I am running some data analysis with a Jupyter
notebook where I have a query with a variable length matching like this one:
MATCH p=(s:Skill)-[:BROADER*0..3]->(s)
WHERE s.label='py2neo' or s.label='Python'
RETURN p
I would like to plot its result as a graph, using networkx
.
So far I have found two unsatisfactory solutions.
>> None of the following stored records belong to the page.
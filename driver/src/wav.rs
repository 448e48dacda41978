//! The 512-byte IMA ADPCM WAV header written in front of recordings.
//!
//! The header fills one whole sector, so every later write of the recorder stays sector
//! aligned: `fmt ` and `fact` chunks are followed by a `JUNK` chunk padding up to the
//! `data` chunk header at offset 504.

use fugit::HertzU32;

/// Size of one storage sector. Audio is written in whole sectors.
pub const SECTOR_SIZE: usize = 512;

/// Size of the header, which takes the first sector
pub const HEADER_SIZE: usize = SECTOR_SIZE;

/// Most sectors a file can have while its sample count and sizes fit the 32-bit header fields.
/// The sample count (1010 per audio sector) is the first to overflow.
pub const MAX_SECTORS: u32 = u32::MAX / (2 * SAMPLES_PER_BLOCK as u32) + 1;

/// Bytes of one IMA ADPCM block, as produced by the codec
pub const BLOCK_SIZE: usize = 256;

/// Samples encoded in one block: the header sample plus two per byte of the remaining 252
pub const SAMPLES_PER_BLOCK: u16 = 505;

const FORMAT_IMA_ADPCM: u16 = 0x0011;
const CHANNELS: u16 = 1;
const BITS_PER_SAMPLE: u16 = 4;
const FMT_CHUNK_SIZE: u32 = 20;
const FACT_CHUNK_SIZE: u32 = 4;
const JUNK_CHUNK_SIZE: u32 = 444;
const DATA_CHUNK_OFFSET: usize = 504;

/// Header of a mono IMA ADPCM recording made of whole 512-byte sectors.
#[derive(Debug, Clone, Copy, PartialEq, Eq)]
#[cfg_attr(feature = "defmt-03", derive(defmt::Format))]
pub struct WavHeader {
    /// Sample rate of the recording
    pub sample_rate: HertzU32,
    /// Sectors in the file, the header sector included
    pub sectors: u32,
}

impl WavHeader {
    /// Header of a file that holds no audio yet
    pub const fn new(sample_rate: HertzU32) -> Self {
        Self {
            sample_rate,
            sectors: 1,
        }
    }

    /// Total file size in bytes
    pub const fn file_size(&self) -> u32 {
        self.sectors * SECTOR_SIZE as u32
    }

    /// Value of the RIFF chunk size field
    pub const fn riff_size(&self) -> u32 {
        self.file_size() - 8
    }

    /// Value of the data chunk size field
    pub const fn data_size(&self) -> u32 {
        self.file_size() - HEADER_SIZE as u32
    }

    /// Samples in the file, two blocks per sector
    pub const fn sample_count(&self) -> u32 {
        self.audio_sectors() * 2 * SAMPLES_PER_BLOCK as u32
    }

    /// Average byte rate: one block per 505 samples
    pub fn byte_rate(&self) -> u32 {
        self.sample_rate.to_Hz() * BLOCK_SIZE as u32 / SAMPLES_PER_BLOCK as u32
    }

    const fn audio_sectors(&self) -> u32 {
        self.sectors.saturating_sub(1)
    }

    /// Serialize the header, little-endian
    pub fn to_bytes(&self) -> [u8; HEADER_SIZE] {
        let mut buffer = [0u8; HEADER_SIZE];
        let mut writer = HeaderWriter::new(&mut buffer);

        writer.put(b"RIFF");
        writer.put_u32_le(self.riff_size());
        writer.put(b"WAVE");

        writer.put(b"fmt ");
        writer.put_u32_le(FMT_CHUNK_SIZE);
        writer.put_u16_le(FORMAT_IMA_ADPCM);
        writer.put_u16_le(CHANNELS);
        writer.put_u32_le(self.sample_rate.to_Hz());
        writer.put_u32_le(self.byte_rate());
        writer.put_u16_le(BLOCK_SIZE as u16);
        writer.put_u16_le(BITS_PER_SAMPLE);
        // cbSize, then the extra word: samples per block
        writer.put_u16_le(2);
        writer.put_u16_le(SAMPLES_PER_BLOCK);

        writer.put(b"fact");
        writer.put_u32_le(FACT_CHUNK_SIZE);
        writer.put_u32_le(self.sample_count());

        writer.put(b"JUNK");
        writer.put_u32_le(JUNK_CHUNK_SIZE);
        writer.skip_to(DATA_CHUNK_OFFSET);

        writer.put(b"data");
        writer.put_u32_le(self.data_size());

        buffer
    }
}

struct HeaderWriter<'a> {
    buffer: &'a mut [u8],
    offset: usize,
}

impl<'a> HeaderWriter<'a> {
    fn new(buffer: &'a mut [u8]) -> Self {
        Self { buffer, offset: 0 }
    }

    fn put(&mut self, data: &[u8]) {
        self.buffer[self.offset..self.offset + data.len()].copy_from_slice(data);
        self.offset += data.len();
    }

    fn put_u16_le(&mut self, value: u16) {
        self.put(&value.to_le_bytes());
    }

    fn put_u32_le(&mut self, value: u32) {
        self.put(&value.to_le_bytes());
    }

    fn skip_to(&mut self, offset: usize) {
        debug_assert!(offset >= self.offset);
        self.offset = offset;
    }
}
Based on an notebook here, I can generate a graph using cypher magic whose result is directly understood by the networkx
module.
result = %cypher MATCH p=(s:Skill)-[:BROADER*0..3]->(s) WHERE s.label='py2neo' or s.label='Python' RETURN p
nx.draw(result.get_graph())
However, then I am unable to find a way to add the labels to the plot.
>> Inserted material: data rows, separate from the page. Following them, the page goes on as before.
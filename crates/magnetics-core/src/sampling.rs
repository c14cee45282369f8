// ─────────────────────────────────────────────────────────────────────
// SCPN Fusion Core — Sampling Helpers
// © 1998–2026 Miroslav Šotek. All rights reserved.
// Contact: www.anulum.li | protoscience@anulum.li
// ORCID: https://orcid.org/0009-0009-3560-0851
// License: GNU AGPL v3 | Commercial licensing available
// ─────────────────────────────────────────────────────────────────────
//! Time-base checks used before a trace becomes a [`crate::signal::Signal`].

/// Index of the first timestamp that is non-finite or not strictly greater
/// than its predecessor.
pub fn first_non_increasing(t: &[f64]) -> Option<usize> {
    if let Some(first) = t.first() {
        if !first.is_finite() {
            return Some(0);
        }
    }
    t.windows(2)
        .position(|w| !w[1].is_finite() || w[1] <= w[0])
        .map(|i| i + 1)
}

/// Median of consecutive spacings. `None` for fewer than two samples.
pub fn median_spacing(t: &[f64]) -> Option<f64> {
    if t.len() < 2 {
        return None;
    }
    let mut dt: Vec<f64> = t.windows(2).map(|w| w[1] - w[0]).collect();
    dt.sort_by(|a, b| a.total_cmp(b));
    let mid = dt.len() / 2;
    if dt.len() % 2 == 0 {
        Some(0.5 * (dt[mid - 1] + dt[mid]))
    } else {
        Some(dt[mid])
    }
}

/// First spacing deviating from `median_dt` by more than `rel_tol`.
/// Returns the index of the later sample and the offending spacing.
pub fn first_nonuniform(t: &[f64], median_dt: f64, rel_tol: f64) -> Option<(usize, f64)> {
    let limit = rel_tol * median_dt.abs();
    t.windows(2)
        .map(|w| w[1] - w[0])
        .enumerate()
        .find(|(_, dt)| (dt - median_dt).abs() > limit)
        .map(|(i, dt)| (i + 1, dt))
}
// ─────────────────────────────────────────────────────────────────────
// SCPN Fusion Core — Magnetics Errors
// © 1998–2026 Miroslav Šotek. All rights reserved.
// Contact: www.anulum.li | protoscience@anulum.li
// ORCID: https://orcid.org/0009-0009-3560-0851
// License: GNU AGPL v3 | Commercial licensing available
// ─────────────────────────────────────────────────────────────────────
use std::fmt;
use thiserror::Error;

/// Failure reported by a raw-trace source.
#[derive(Error, Debug, Clone, PartialEq)]
pub enum SourceError {
    #[error("unknown shot {shot}")]
    UnknownShot { shot: i64 },

    #[error("no channel '{pointname}' recorded for shot {shot}")]
    UnknownPointname { shot: i64, pointname: String },

    #[error("channel '{pointname}' holds no data for shot {shot}")]
    NoData { shot: i64, pointname: String },

    #[error("transfer fault: {0}")]
    Transfer(String),
}

/// How one channel disagrees with the reference channel of an array.
#[derive(Debug, Clone, PartialEq)]
pub enum Discrepancy {
    SampleCount { expected: usize, observed: usize },
    SamplingRate { expected: f64, observed: f64 },
    TimeOrigin { expected: f64, observed: f64 },
}

impl fmt::Display for Discrepancy {
    fn fmt(&self, f: &mut fmt::Formatter<'_>) -> fmt::Result {
        match self {
            Discrepancy::SampleCount { expected, observed } => {
                write!(f, "{observed} samples, expected {expected}")
            }
            Discrepancy::SamplingRate { expected, observed } => {
                write!(f, "Fs = {observed:.6e} Hz, expected {expected:.6e} Hz")
            }
            Discrepancy::TimeOrigin { expected, observed } => {
                write!(f, "t0 = {observed:.9} s, expected {expected:.9} s")
            }
        }
    }
}

#[derive(Debug, Clone, PartialEq)]
pub struct ChannelMismatch {
    pub pointname: String,
    pub discrepancy: Discrepancy,
}

/// A channel that could not be turned into a signal.
#[derive(Debug)]
pub struct ChannelFailure {
    pub pointname: String,
    pub error: Box<MagneticsError>,
}

#[derive(Error, Debug)]
pub enum MagneticsError {
    #[error("Retrieval failed for shot {shot}, point name '{pointname}': {source}")]
    Retrieval {
        shot: i64,
        pointname: String,
        #[source]
        source: SourceError,
    },

    #[error("Invalid time window [{t_start}, {t_stop}]: t_start must be finite and < t_stop")]
    InvalidWindow { t_start: f64, t_stop: f64 },

    #[error("Time window [{t_start}, {t_stop}] excludes every sample of '{pointname}' (shot {shot})")]
    EmptyWindow {
        shot: i64,
        pointname: String,
        t_start: f64,
        t_stop: f64,
    },

    #[error("'{pointname}' (shot {shot}) has {n_samples} sample(s); at least 2 are needed to derive Fs")]
    TooFewSamples {
        shot: i64,
        pointname: String,
        n_samples: usize,
    },

    #[error("Malformed trace for '{pointname}' (shot {shot}): {message}")]
    MalformedTrace {
        shot: i64,
        pointname: String,
        message: String,
    },

    #[error("'{pointname}' (shot {shot}) is not uniformly sampled: spacing {observed_dt:e} s at index {index}, median {median_dt:e} s")]
    NonUniformSampling {
        shot: i64,
        pointname: String,
        index: usize,
        observed_dt: f64,
        median_dt: f64,
    },

    #[error("Retrieval failed for {} channel(s) of shot {shot}: {}", .failures.len(), format_failures(.failures))]
    ArrayRetrieval {
        shot: i64,
        failures: Vec<ChannelFailure>,
    },

    /// Channels whose clock disagrees with `reference`, the first retrieved
    /// channel. The reference is not judged against the others: when it is
    /// the faulty channel, every healthy channel is listed in `mismatches`.
    #[error("Inconsistent toroidal array for shot {shot} (reference '{reference}'): {}", format_mismatches(.mismatches))]
    InconsistentArray {
        shot: i64,
        reference: String,
        mismatches: Vec<ChannelMismatch>,
    },

    #[error("No usable channels in toroidal array for shot {shot}")]
    EmptyArray { shot: i64 },

    #[error("Configuration error: {0}")]
    ConfigError(String),

    #[error("IO error: {0}")]
    Io(#[from] std::io::Error),

    #[error("JSON error: {0}")]
    Json(#[from] serde_json::Error),
}

impl MagneticsError {
    /// Point names this error is about, each listed once. For array errors
    /// this includes every failing channel and, for inconsistencies, the
    /// reference channel first.
    pub fn pointnames(&self) -> Vec<&str> {
        match self {
            MagneticsError::Retrieval { pointname, .. }
            | MagneticsError::EmptyWindow { pointname, .. }
            | MagneticsError::TooFewSamples { pointname, .. }
            | MagneticsError::MalformedTrace { pointname, .. }
            | MagneticsError::NonUniformSampling { pointname, .. } => vec![pointname.as_str()],
            MagneticsError::ArrayRetrieval { failures, .. } => {
                failures.iter().map(|f| f.pointname.as_str()).collect()
            }
            MagneticsError::InconsistentArray {
                reference,
                mismatches,
                ..
            } => {
                let mut names = vec![reference.as_str()];
                for m in mismatches {
                    if !names.contains(&m.pointname.as_str()) {
                        names.push(m.pointname.as_str());
                    }
                }
                names
            }
            _ => Vec::new(),
        }
    }
}

fn format_failures(failures: &[ChannelFailure]) -> String {
    failures
        .iter()
        .map(|f| format!("[{}] {}", f.pointname, f.error))
        .collect::<Vec<_>>()
        .join("; ")
}

fn format_mismatches(mismatches: &[ChannelMismatch]) -> String {
    mismatches
        .iter()
        .map(|m| format!("[{}] {}", m.pointname, m.discrepancy))
        .collect::<Vec<_>>()
        .join("; ")
}

pub type MagneticsResult<T> = Result<T, MagneticsError>;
That solution bypasses py2neo
. With py2neo
I can put labels on a graph, as long as I don't use a variable length pattern.
Example:
query='''MATCH p=(s1:Skill)-[:BROADER]->(s2)
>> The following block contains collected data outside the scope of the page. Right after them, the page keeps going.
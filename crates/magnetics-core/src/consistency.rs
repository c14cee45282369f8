// ─────────────────────────────────────────────────────────────────────
// SCPN Fusion Core — Array Consistency
// © 1998–2026 Miroslav Šotek. All rights reserved.
// Contact: www.anulum.li | protoscience@anulum.li
// ORCID: https://orcid.org/0009-0009-3560-0851
// License: GNU AGPL v3 | Commercial licensing available
// ─────────────────────────────────────────────────────────────────────
//! Cross-channel sampling checks for a toroidal array.
//!
//! Every channel is compared with the first (reference) channel on sample
//! count, sampling rate and time origin. Disagreeing channels are reported,
//! never truncated or resampled.

use magnetics_types::config::SamplingTolerance;
use magnetics_types::error::{ChannelMismatch, Discrepancy, MagneticsError, MagneticsResult};

use crate::signal::Signal;

/// Shared clock of a consistent array.
#[derive(Debug, Clone, Copy, PartialEq)]
pub struct SharedClock {
    pub fs: f64,
    pub t0: f64,
    pub n_samples: usize,
}

#[derive(Debug, Clone, PartialEq)]
pub enum Consistency {
    Consistent(SharedClock),
    Inconsistent {
        reference: String,
        mismatches: Vec<ChannelMismatch>,
    },
    Empty,
}

impl Consistency {
    pub fn is_consistent(&self) -> bool {
        matches!(self, Consistency::Consistent(_))
    }

    pub fn into_result(self, shot: i64) -> MagneticsResult<SharedClock> {
        match self {
            Consistency::Consistent(clock) => Ok(clock),
            Consistency::Inconsistent {
                reference,
                mismatches,
            } => Err(MagneticsError::InconsistentArray {
                shot,
                reference,
                mismatches,
            }),
            Consistency::Empty => Err(MagneticsError::EmptyArray { shot }),
        }
    }
}

/// Compare every signal with the first one.
///
/// The shared clock takes `fs` and `t0` from the reference channel. The
/// `t0` tolerance is `tolerance.t0_samples` periods of the reference rate.
/// No majority vote is taken, so a faulty reference shows up as every other
/// channel mismatching it.
pub fn check_consistency(signals: &[Signal], tolerance: &SamplingTolerance) -> Consistency {
    let Some(reference) = signals.first() else {
        return Consistency::Empty;
    };
    let fs_ref = reference.fs();
    let t0_ref = reference.t0();
    let n_ref = reference.len();
    let t0_tol = tolerance.t0_samples / fs_ref;

    let mut mismatches = Vec::new();
    for signal in &signals[1..] {
        let mut report = |discrepancy| {
            mismatches.push(ChannelMismatch {
                pointname: signal.pointname().to_string(),
                discrepancy,
            })
        };
        if signal.len() != n_ref {
            report(Discrepancy::SampleCount {
                expected: n_ref,
                observed: signal.len(),
            });
        }
        if (signal.fs() - fs_ref).abs() > tolerance.fs_rel * fs_ref {
            report(Discrepancy::SamplingRate {
                expected: fs_ref,
                observed: signal.fs(),
            });
        }
        if (signal.t0() - t0_ref).abs() > t0_tol {
            report(Discrepancy::TimeOrigin {
                expected: t0_ref,
                observed: signal.t0(),
            });
        }
    }

    if mismatches.is_empty() {
        Consistency::Consistent(SharedClock {
            fs: fs_ref,
            t0: t0_ref,
            n_samples: n_ref,
        })
    } else {
        Consistency::Inconsistent {
            reference: reference.pointname().to_string(),
            mismatches,
        }
    }
}

#[cfg(test)]
mod tests {
    use super::*;
    use crate::source::RawTrace;

    fn signal(name: &str, t0: f64, fs: f64, n: usize) -> Signal {
        Signal::from_raw(
            1,
            name,
            None,
            RawTrace::uniform(t0, fs, vec![0.0; n]),
            &SamplingTolerance::default(),
        )
        .unwrap()
    }

    #[test]
    fn test_empty_slice() {
        let result = check_consistency(&[], &SamplingTolerance::default());
        assert_eq!(result, Consistency::Empty);
        assert!(matches!(
            result.into_result(9),
            Err(MagneticsError::EmptyArray { shot: 9 })
        ));
    }

    #[test]
    fn test_identical_clocks_pass() {
        let signals = vec![signal("A", 0.0, 1e6, 100), signal("B", 0.0, 1e6, 100)];
        let clock = check_consistency(&signals, &SamplingTolerance::default())
            .into_result(1)
            .unwrap();
        assert_eq!(clock.n_samples, 100);
        assert_eq!(clock.t0, 0.0);
        assert!((clock.fs - 1e6).abs() < 1e-3);
    }

    #[test]
    fn test_sub_sample_jitter_in_t0_tolerated() {
        let signals = vec![signal("A", 0.0, 1e6, 100), signal("B", 0.2e-6, 1e6, 100)];
        assert!(check_consistency(&signals, &SamplingTolerance::default()).is_consistent());
    }

    #[test]
    fn test_shifted_t0_names_both_channels() {
        let signals = vec![signal("A", 0.0, 1e6, 100), signal("B", 5e-6, 1e6, 100)];
        let err = check_consistency(&signals, &SamplingTolerance::default())
            .into_result(1)
            .unwrap_err();
        assert_eq!(err.pointnames(), vec!["A", "B"]);
        match err {
            MagneticsError::InconsistentArray { mismatches, .. } => {
                assert_eq!(mismatches.len(), 1);
                assert!(matches!(
                    mismatches[0].discrepancy,
                    Discrepancy::TimeOrigin { .. }
                ));
            }
            other => panic!("Unexpected error: {other:?}"),
        }
    }

    #[test]
    fn test_faulty_reference_flags_every_other_channel() {
        let signals = vec![
            signal("A", 5e-6, 1e6, 100),
            signal("B", 0.0, 1e6, 100),
            signal("C", 0.0, 1e6, 100),
        ];
        let err = check_consistency(&signals, &SamplingTolerance::default())
            .into_result(1)
            .unwrap_err();
        assert_eq!(err.pointnames(), vec!["A", "B", "C"]);
        match err {
            MagneticsError::InconsistentArray {
                reference,
                mismatches,
                ..
            } => {
                assert_eq!(reference, "A");
                assert!(mismatches.iter().all(|m| matches!(
                    m.discrepancy,
                    Discrepancy::TimeOrigin { expected, .. } if expected == 5e-6
                )));
            }
            other => panic!("Unexpected error: {other:?}"),
        }
    }

    #[test]
    fn test_every_discrepancy_reported() {
        let signals = vec![
            signal("A", 0.0, 1e6, 100),
            signal("B", 0.0, 1e6, 90),
            signal("C", 0.0, 5e5, 100),
            signal("D", 0.0, 1e6, 100),
        ];
        match check_consistency(&signals, &SamplingTolerance::default()) {
            Consistency::Inconsistent {
                reference,
                mismatches,
            } => {
                assert_eq!(reference, "A");
                let names: Vec<&str> = mismatches.iter().map(|m| m.pointname.as_str()).collect();
                assert_eq!(names, vec!["B", "C"]);
                assert!(matches!(
                    mismatches[0].discrepancy,
                    Discrepancy::SampleCount {
                        expected: 100,
                        observed: 90
                    }
                ));
                assert!(matches!(
                    mismatches[1].discrepancy,
                    Discrepancy::SamplingRate { .. }
                ));
            }
            other => panic!("Unexpected result: {other:?}"),
        }
    }
}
WHERE s1.label='py2neo' or s1.label='Python'
RETURN s1.label as child, s2.label as parent'''
df = sgraph.data(query)
And then, copying from a response here in Stackoverflow (which I will link later) I can build the graph manually
G=nx.DiGraph()
G.add_nodes_from(list(set(list(df.iloc[:,0]) + list(df.iloc[:,1]))))
#Add edges
tuples = [tuple(x) for x in df.values]
G.add_edges_from(tuples)
G.number_of_edges()
#Perform Graph Drawing
#A star network (sort of)
nx.draw_networkx(G)
plt.show()
With this I get a graph with labels, but to get something like the variable length matching I should use multiple queries.
But how can I get the best of both worlds? I would prefer a py2neo
solution. Rephrasing: How can I get py2neo
to return a graph (not a table) and then be able to pass such information to networkx
, being able to determine which, from the multiple possible labels, are the ones to be shown in the graph?